With medical supplies urgently needed by health care workers, Stephanie Cave of Dorchester was moved to help by an impulse both altruistic and creative. She sat down at her sewing machine and began to stitch together cloth face masks. Then she realized she knew a lot of other people who might want to do the same thing.

“I teach sewing classes over at the Dorchester Stitch House and I have a lot of sewing friends all over the place,” she said. “So I just reached out to those groups and there were other people eager to share and do something.”

In less than a week, a Facebook group she started ballooned to more than 500 members. Her group is one of many devoted to making masks here in Massachusetts and across the country.

Cave, who cares for her toddler during the day, spends the rest of her waking hours running an all-volunteer operation that, in the last week, has delivered 2,000 face masks to homeless shelters, assisted living facilities and hospitals. And while health care providers have come to depend on cloth masks while facing an international shortage of disposable surgical masks, the little research that's been done to compare the two has proven that cloth masks are nowhere near as effective as the industry standard.

While homemade masks are new to hospitals in the U.S., they’ve long been used by health care workers around the world. One of the few studies examining their effectiveness compared the use of cloth masks and disposable surgical ones at 14 hospitals in Vietnam. The findings,published in the "British Medical Journal" in 2015, indicated respiratory and viral particles penetrated 97 percent of cloth masks compared to 44 percent of disposable surgical masks.

The Cambridge Health Alliance, which operates community hospitals in Cambridge, Somerville and Everett, is one of the recipients of cloth masks made by Cave's group. Like many other groups, they are about to start feeling the strain of the mask shortage.

“Right now, we have more than three weeks of supplies of pretty much everything we need,” said Jill Batty, chief financial officer of the Cambridge Health Alliance. “But this is going to last longer than three weeks.

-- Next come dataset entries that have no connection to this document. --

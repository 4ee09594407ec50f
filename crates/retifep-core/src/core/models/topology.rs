use serde::{Deserialize, Serialize};
use std::collections::VecDeque;

#[derive(Debug, Clone, Copy, PartialEq, Serialize, Deserialize)]
pub struct Bond {
    pub atom1: usize,
    pub atom2: usize,
    pub force_constant: f64, // kcal/(mol·Å²)
    pub length: f64,         // Å
}

impl Bond {
    pub fn new(atom1: usize, atom2: usize, force_constant: f64, length: f64) -> Self {
        Self {
            atom1,
            atom2,
            force_constant,
            length,
        }
    }
}

#[derive(Debug, Clone, Copy, PartialEq, Serialize, Deserialize)]
pub struct Angle {
    pub atom1: usize,
    pub atom2: usize, // apex
    pub atom3: usize,
    pub force_constant: f64, // kcal/(mol·rad²)
    pub angle: f64,          // equilibrium angle in degrees
}

impl Angle {
    pub fn new(atom1: usize, atom2: usize, atom3: usize, force_constant: f64, angle: f64) -> Self {
        Self {
            atom1,
            atom2,
            atom3,
            force_constant,
            angle,
        }
    }

    pub fn matches(&self, a: usize, apex: usize, c: usize) -> bool {
        self.atom2 == apex
            && ((self.atom1 == a && self.atom3 == c) || (self.atom1 == c && self.atom3 == a))
    }
}

/// How a pair of atoms in the same molecule is treated by the non-bonded terms.
#[derive(Debug, Clone, Copy, PartialEq, Eq, Hash)]
pub enum PairRelation {
    /// 1-2 and 1-3 pairs: no non-bonded interaction.
    Excluded,
    /// 1-4 pairs: interaction scaled by the 1-4 factors.
    OneFour,
    /// Everything further apart, or in a different bonded fragment.
    Normal,
}

/// Bond graph of a single molecule with precomputed short-range separations.
#[derive(Debug, Clone, Default, PartialEq, Serialize, Deserialize)]
pub struct Connectivity {
    adjacency: Vec<Vec<usize>>,
    // separations[i] holds (j, d) for every j > i within three bonds
    separations: Vec<Vec<(usize, u8)>>,
}

impl Connectivity {
    pub fn new(atom_count: usize, bonds: &[Bond]) -> Self {
        let mut adjacency = vec![Vec::new(); atom_count];
        for bond in bonds {
            if bond.atom1 >= atom_count || bond.atom2 >= atom_count || bond.atom1 == bond.atom2 {
                continue;
            }
            if !adjacency[bond.atom1].contains(&bond.atom2) {
                adjacency[bond.atom1].push(bond.atom2);
                adjacency[bond.atom2].push(bond.atom1);
            }
        }

        let mut separations = vec![Vec::new(); atom_count];
        for start in 0..atom_count {
            let mut depth = vec![u8::MAX; atom_count];
            depth[start] = 0;
            let mut queue = VecDeque::from([start]);
            while let Some(current) = queue.pop_front() {
                if depth[current] >= 3 {
                    continue;
                }
                for &next in &adjacency[current] {
                    if depth[next] == u8::MAX {
                        depth[next] = depth[current] + 1;
                        queue.push_back(next);
                    }
                }
            }
            for (other, &d) in depth.iter().enumerate() {
                if other > start && d != u8::MAX {
                    separations[start].push((other, d));
                }
            }
        }

        Self {
            adjacency,
            separations,
        }
    }

    pub fn atom_count(&self) -> usize {
        self.adjacency.len()
    }

    pub fn neighbors(&self, atom: usize) -> &[usize] {
        self.adjacency.get(atom).map_or(&[], |v| v.as_slice())
    }

    pub fn separation(&self, a: usize, b: usize) -> Option<u8> {
        if a == b {
            return Some(0);
        }
        let (lo, hi) = if a < b { (a, b) } else { (b, a) };
        self.separations
            .get(lo)?
            .iter()
            .find(|(other, _)| *other == hi)
            .map(|&(_, d)| d)
    }

    pub fn pair_relation(&self, a: usize, b: usize) -> PairRelation {
        match self.separation(a, b) {
            Some(0..=2) => PairRelation::Excluded,
            Some(3) => PairRelation::OneFour,
            _ => PairRelation::Normal,
        }
    }

    /// Collects every atom reachable from `start` without stepping onto `barrier`.
    ///
    /// The result always contains `start`. If it also contains the other end of the
    /// bond being manipulated, the two atoms share a ring.
    pub fn fragment(&self, start: usize, barrier: usize) -> Vec<usize> {
        let mut visited = vec![false; self.adjacency.len()];
        let mut fragment = Vec::new();
        let mut queue = VecDeque::new();

        if start >= visited.len() {
            return fragment;
        }
        visited[start] = true;
        if barrier < visited.len() {
            visited[barrier] = true;
        }
        queue.push_back(start);

        while let Some(current) = queue.pop_front() {
            fragment.push(current);
            for &next in &self.adjacency[current] {
                if !visited[next] {
                    visited[next] = true;
                    queue.push_back(next);
                }
            }
        }
        fragment
    }

    /// Returns `true` if the bond `a`–`b` is part of a ring.
    pub fn in_ring(&self, a: usize, b: usize) -> bool {
        self.adjacency.get(b).is_some_and(|n| n.contains(&a)) && {
            let mut visited = vec![false; self.adjacency.len()];
            let mut queue = VecDeque::new();
            visited[b] = true;
            queue.push_back(b);
            let mut found = false;
            while let Some(current) = queue.pop_front() {
                for &next in &self.adjacency[current] {
                    if current == b && next == a {
                        continue;
                    }
                    if next == a {
                        found = true;
                        break;
                    }
                    if !visited[next] {
                        visited[next] = true;
                        queue.push_back(next);
                    }
                }
                if found {
                    break;
                }
            }
            found
        }
    }
}
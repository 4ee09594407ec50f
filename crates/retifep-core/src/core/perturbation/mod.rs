//! # Perturbation Module
//!
//! Describes the alchemical transformation of the solute and prepares it for coupling.
//!
//! ## Overview
//!
//! Every solute atom carries an initial and a final endpoint description (type, charge,
//! σ, ε). Atoms whose type at one endpoint is the dummy sentinel appear or vanish along
//! λ; the [`partition`] module sorts atoms into hard, to-dummy and from-dummy sets, one
//! independent copy per state (reference, forward shadow, backward shadow). Perturbed
//! bonds and angles are read from a separate table and used by the [`equilibrium`]
//! pre-pass to relax the starting geometry towards the λ-interpolated values.
//!
//! ## Key Components
//!
//! - [`table`] - Per-atom endpoint records (CSV) and perturbed bonded terms (TOML)
//! - [`partition`] - `EndpointPartitioner`, atom classes and state kinds
//! - [`equilibrium`] - `EquilibriumAdjuster` with `Applied | SkippedRingBreak` outcomes

pub mod equilibrium;
pub mod partition;
pub mod table;
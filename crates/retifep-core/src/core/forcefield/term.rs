use super::bonded::BondedEnergy;
use super::softcore::PairEnergy;
use crate::core::perturbation::partition::{AtomClass, StateKind};
use serde::{Deserialize, Serialize};
use std::fmt;
use std::iter::Sum;
use std::ops::{Add, AddAssign};

/// Typed reference to an energy term of one perturbed system.
#[derive(Debug, Clone, Copy, PartialEq, Eq, Hash, PartialOrd, Ord, Serialize, Deserialize)]
pub struct TermHandle(pub(crate) usize);

impl TermHandle {
    pub fn index(self) -> usize {
        self.0
    }
}

#[derive(Debug, Clone, Copy, PartialEq, Eq, Hash, Serialize, Deserialize)]
pub enum TermKind {
    /// Intramolecular bonds and angles.
    Bonded,
    /// Ordinary pairwise non-bonded interaction (soft-core model at α = 0).
    Hard,
    /// Pairwise non-bonded interaction with an α bound to λ.
    Softcore,
}

/// The environment groups a solute class can interact with.
#[derive(Debug, Clone, Copy, PartialEq, Eq, Hash, Serialize, Deserialize)]
pub enum Environment {
    /// Solvent molecules and ions.
    Solvent,
    Protein,
}

impl fmt::Display for Environment {
    fn fmt(&self, f: &mut fmt::Formatter<'_>) -> fmt::Result {
        match self {
            Environment::Solvent => write!(f, "solvent"),
            Environment::Protein => write!(f, "protein"),
        }
    }
}

/// The atom groups an energy term acts on.
#[derive(Debug, Clone, Copy, PartialEq, Eq, Hash, Serialize, Deserialize)]
pub enum TermGroups {
    SoluteBonded,
    SoluteWithin(AtomClass),
    SoluteBetween(AtomClass, AtomClass),
    SoluteEnvironment(AtomClass, Environment),
    SolventSolvent,
    ProteinSolvent,
}

impl fmt::Display for TermGroups {
    fn fmt(&self, f: &mut fmt::Formatter<'_>) -> fmt::Result {
        match self {
            TermGroups::SoluteBonded => write!(f, "solute-bonded"),
            TermGroups::SoluteWithin(c) => write!(f, "{c}-{c}"),
            TermGroups::SoluteBetween(a, b) => write!(f, "{a}-{b}"),
            TermGroups::SoluteEnvironment(c, env) => write!(f, "{c}-{env}"),
            TermGroups::SolventSolvent => write!(f, "solvent-solvent"),
            TermGroups::ProteinSolvent => write!(f, "protein-solvent"),
        }
    }
}

/// Which totals a term contributes to.
#[derive(Debug, Clone, Copy, PartialEq, Eq, Hash, Serialize, Deserialize)]
pub enum TermScope {
    /// λ-independent; contributes equally to the reference and both shadow totals.
    Shared,
    /// Belongs to one state's total only.
    State(StateKind),
}

impl fmt::Display for TermScope {
    fn fmt(&self, f: &mut fmt::Formatter<'_>) -> fmt::Result {
        match self {
            TermScope::Shared => write!(f, "shared"),
            TermScope::State(state) => write!(f, "{state}"),
        }
    }
}

/// A named, composable unit of potential energy.
#[derive(Debug, Clone, PartialEq, Serialize, Deserialize)]
pub struct EnergyTerm {
    pub name: String,
    pub kind: TermKind,
    pub scope: TermScope,
    pub groups: TermGroups,
}

impl EnergyTerm {
    pub fn new(kind: TermKind, scope: TermScope, groups: TermGroups) -> Self {
        Self {
            name: format!("{scope}:{groups}"),
            kind,
            scope,
            groups,
        }
    }

    pub fn is_softcore(&self) -> bool {
        self.kind == TermKind::Softcore
    }

    pub fn contributes_to(&self, state: StateKind) -> bool {
        match self.scope {
            TermScope::Shared => true,
            TermScope::State(s) => s == state,
        }
    }
}

/// Energy of one term (or a sum of terms), split by component.
#[derive(Debug, Clone, Copy, PartialEq, Default, Serialize, Deserialize)]
pub struct TermEnergy {
    pub coulomb: f64,
    pub lj: f64,
    pub bonded: f64,
    /// Derivative with respect to the term's own α.
    pub d_alpha: f64,
}

impl TermEnergy {
    #[inline]
    pub fn total(&self) -> f64 {
        self.coulomb + self.lj + self.bonded
    }

    pub fn is_finite(&self) -> bool {
        self.coulomb.is_finite()
            && self.lj.is_finite()
            && self.bonded.is_finite()
            && self.d_alpha.is_finite()
    }
}

impl From<PairEnergy> for TermEnergy {
    fn from(e: PairEnergy) -> Self {
        Self {
            coulomb: e.coulomb,
            lj: e.lj,
            bonded: 0.0,
            d_alpha: e.d_alpha(),
        }
    }
}

impl From<BondedEnergy> for TermEnergy {
    fn from(e: BondedEnergy) -> Self {
        Self {
            bonded: e.total(),
            ..Self::default()
        }
    }
}

impl Add for TermEnergy {
    type Output = Self;

    fn add(self, rhs: Self) -> Self::Output {
        Self {
            coulomb: self.coulomb + rhs.coulomb,
            lj: self.lj + rhs.lj,
            bonded: self.bonded + rhs.bonded,
            d_alpha: self.d_alpha + rhs.d_alpha,
        }
    }
}

impl AddAssign for TermEnergy {
    fn add_assign(&mut self, rhs: Self) {
        self.coulomb += rhs.coulomb;
        self.lj += rhs.lj;
        self.bonded += rhs.bonded;
        self.d_alpha += rhs.d_alpha;
    }
}

impl Sum for TermEnergy {
    fn sum<I: Iterator<Item = Self>>(iter: I) -> Self {
        iter.fold(Self::default(), |acc, e| acc + e)
    }
}
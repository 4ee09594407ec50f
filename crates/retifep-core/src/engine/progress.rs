#[derive(Debug, Clone)]
pub enum Progress {
    PhaseStart { name: &'static str },
    PhaseFinish,

    TaskStart { total_steps: u64 },
    TaskIncrement,
    TaskFinish,

    BlockCompleted {
        block: u64,
        exchanges_accepted: usize,
        exchanges_attempted: usize,
    },

    Message(String),
}

pub type ProgressCallback<'a> = Box<dyn Fn(Progress) + Send + Sync + 'a>;

/// Forwards progress events to an optional callback supplied by the front end.
#[derive(Default)]
pub struct ProgressReporter<'a> {
    callback: Option<ProgressCallback<'a>>,
}

impl<'a> ProgressReporter<'a> {
    pub fn new() -> Self {
        Self::default()
    }

    pub fn with_callback(callback: ProgressCallback<'a>) -> Self {
        Self {
            callback: Some(callback),
        }
    }

    #[inline]
    pub fn report(&self, event: Progress) {
        if let Some(cb) = &self.callback {
            cb(event);
        }
    }
}
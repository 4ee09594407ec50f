use super::params::{CombiningRule, NonbondedParams, Scale14};
use super::potentials::SwitchingFunction;
use super::softcore::{PairEnergy, SoftcoreModel};
use crate::core::models::atom::AtomParams;
use crate::core::models::space::Space;
use crate::core::models::topology::{Connectivity, PairRelation};
use nalgebra::Point3;

#[derive(Debug, Clone, Copy)]
enum Selection<'a> {
    All,
    Subset(&'a [usize]),
}

/// A read-only view of a group of atoms: their current positions, their parameters at
/// the evaluated λ, and the subset of molecule-local indices that belong to the group.
#[derive(Debug, Clone, Copy)]
pub struct GroupView<'a> {
    positions: &'a [Point3<f64>],
    params: &'a [AtomParams],
    selection: Selection<'a>,
}

impl<'a> GroupView<'a> {
    pub fn all(positions: &'a [Point3<f64>], params: &'a [AtomParams]) -> Self {
        Self {
            positions,
            params,
            selection: Selection::All,
        }
    }

    pub fn subset(
        positions: &'a [Point3<f64>],
        params: &'a [AtomParams],
        indices: &'a [usize],
    ) -> Self {
        Self {
            positions,
            params,
            selection: Selection::Subset(indices),
        }
    }

    fn indices(&self) -> Vec<usize> {
        let n = self.positions.len().min(self.params.len());
        match self.selection {
            Selection::All => (0..n).collect(),
            Selection::Subset(indices) => indices.iter().copied().filter(|&i| i < n).collect(),
        }
    }

    pub fn is_empty(&self) -> bool {
        match self.selection {
            Selection::All => self.positions.is_empty(),
            Selection::Subset(indices) => indices.is_empty(),
        }
    }
}

/// Intramolecular exclusion policy for groups that belong to the same molecule.
#[derive(Debug, Clone, Copy)]
pub struct Exclusions<'a> {
    pub connectivity: &'a Connectivity,
    pub scale14: Scale14,
}

impl Exclusions<'_> {
    #[inline]
    fn factors(&self, i: usize, j: usize) -> Option<(f64, f64)> {
        match self.connectivity.pair_relation(i, j) {
            PairRelation::Excluded => None,
            PairRelation::OneFour => Some((self.scale14.coulomb, self.scale14.lj)),
            PairRelation::Normal => Some((1.0, 1.0)),
        }
    }
}

/// Sums switched soft-core pair energies between or within atom groups.
#[derive(Debug, Clone, Copy)]
pub struct PairEvaluator<'a> {
    space: &'a Space,
    switching: SwitchingFunction,
    model: SoftcoreModel,
    rule: CombiningRule,
}

impl<'a> PairEvaluator<'a> {
    pub fn new(space: &'a Space, params: &NonbondedParams) -> Self {
        Self {
            space,
            switching: SwitchingFunction::new(params.cutoff, params.feather),
            model: SoftcoreModel::new(&params.softcore, params.dielectric),
            rule: params.combining_rule,
        }
    }

    #[inline]
    fn pair(
        &self,
        pos_a: &Point3<f64>,
        par_a: &AtomParams,
        pos_b: &Point3<f64>,
        par_b: &AtomParams,
        alpha: f64,
    ) -> Option<PairEnergy> {
        if par_a.is_null() || par_b.is_null() {
            return None;
        }
        let r2 = self.space.distance_squared(pos_a, pos_b);
        if r2 >= self.switching.cutoff2() {
            return None;
        }
        let s = self.switching.value(r2);
        let (sigma, epsilon) = self.rule.combine(par_a, par_b);
        let qq = par_a.charge * par_b.charge;
        Some(self.model.pair(r2, qq, sigma, epsilon, alpha).scaled(s, s))
    }

    /// Energy between two disjoint groups.
    ///
    /// When `exclusions` is given, both groups index into the same molecule and bonded
    /// pairs are excluded or scaled accordingly.
    pub fn between(
        &self,
        a: &GroupView,
        b: &GroupView,
        alpha: f64,
        exclusions: Option<&Exclusions>,
    ) -> PairEnergy {
        let mut total = PairEnergy::default();
        let (ia, ib) = (a.indices(), b.indices());
        for &i in &ia {
            for &j in &ib {
                let factors = match exclusions {
                    Some(ex) => match ex.factors(i, j) {
                        Some(f) => f,
                        None => continue,
                    },
                    None => (1.0, 1.0),
                };
                if let Some(e) = self.pair(
                    &a.positions[i],
                    &a.params[i],
                    &b.positions[j],
                    &b.params[j],
                    alpha,
                ) {
                    total += e.scaled(factors.0, factors.1);
                }
            }
        }
        total
    }

    /// Energy of all unique pairs within one group.
    pub fn within(
        &self,
        group: &GroupView,
        alpha: f64,
        exclusions: Option<&Exclusions>,
    ) -> PairEnergy {
        let mut total = PairEnergy::default();
        let indices = group.indices();
        for (k, &i) in indices.iter().enumerate() {
            for &j in &indices[k + 1..] {
                let factors = match exclusions {
                    Some(ex) => match ex.factors(i, j) {
                        Some(f) => f,
                        None => continue,
                    },
                    None => (1.0, 1.0),
                };
                if let Some(e) = self.pair(
                    &group.positions[i],
                    &group.params[i],
                    &group.positions[j],
                    &group.params[j],
                    alpha,
                ) {
                    total += e.scaled(factors.0, factors.1);
                }
            }
        }
        total
    }
}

And right now, the supply chain is extremely challenged.”

Batty said her organization is relying on volunteers to supply as many as 500 homemade masks each week.

“We looked at our supply room assets and said, ‘Well, OK, those aren’t going to be enough,’” she said. “And then we looked at our other assets, and our other assets were our community support and innovation.”

The 2015 study of mask use in Vietnam has popped up in a lot of internet searches lately, and its author,

Raina MacIntyre, a biosecurity researcher at the University of New South Wales in Australia, said she’s been fielding inquiries from health care workers asking the same question: Is it better for me not to wear a mask? Her answer is an emphatic no. Even a cloth mask, she said, is better than nothing at all.

“Probably some physical barrier across your nose and mouth will help because it will stop you from self-contaminating with your hand,” MacIntyre said.

But she stressed that homemade cloth masks don’t meet the standard for personal protective equipment (PPE) — something she saidfrontline health care workers must have.

“You should not be working without any PPE or inadequate PPE. It’s a work, health and safety matter,” MacIntyre said. “There’s no point in our health care workers also getting infected or dying.”

Cambridge Health Alliance is doing two things with their cloth masks that, MacIntyre said, make a lot of sense.

First, they’re giving them to people not involved in direct patient care — including food, cleaning and reception staff. And second, the hospital chain worked with an infectious disease doctor to design a pocket for a filter.

MacIntyre said filters are available online and vastly improve the ability of even cloth masks to protect against particles. Still, she said, resourcefulness is not enough.

“There’s going to be a lot of reflection that needs to happen and maybe even formal inquiries about the way wealthy countries have dealt with this pandemic,” MacIntyre predicted. “Why didn’t we have adequate stockpiles for our health workers? Why do we treat health workers like disposable assets?”

Health care workers — and everyone else — are of course on the minds of people like Stephanie Cave, ramping up production in what’s become a cottage industry of face mask making. She’s working to fill requests for at least 2,000 more.

“I’m really happy,” she said. “I can sew fast.”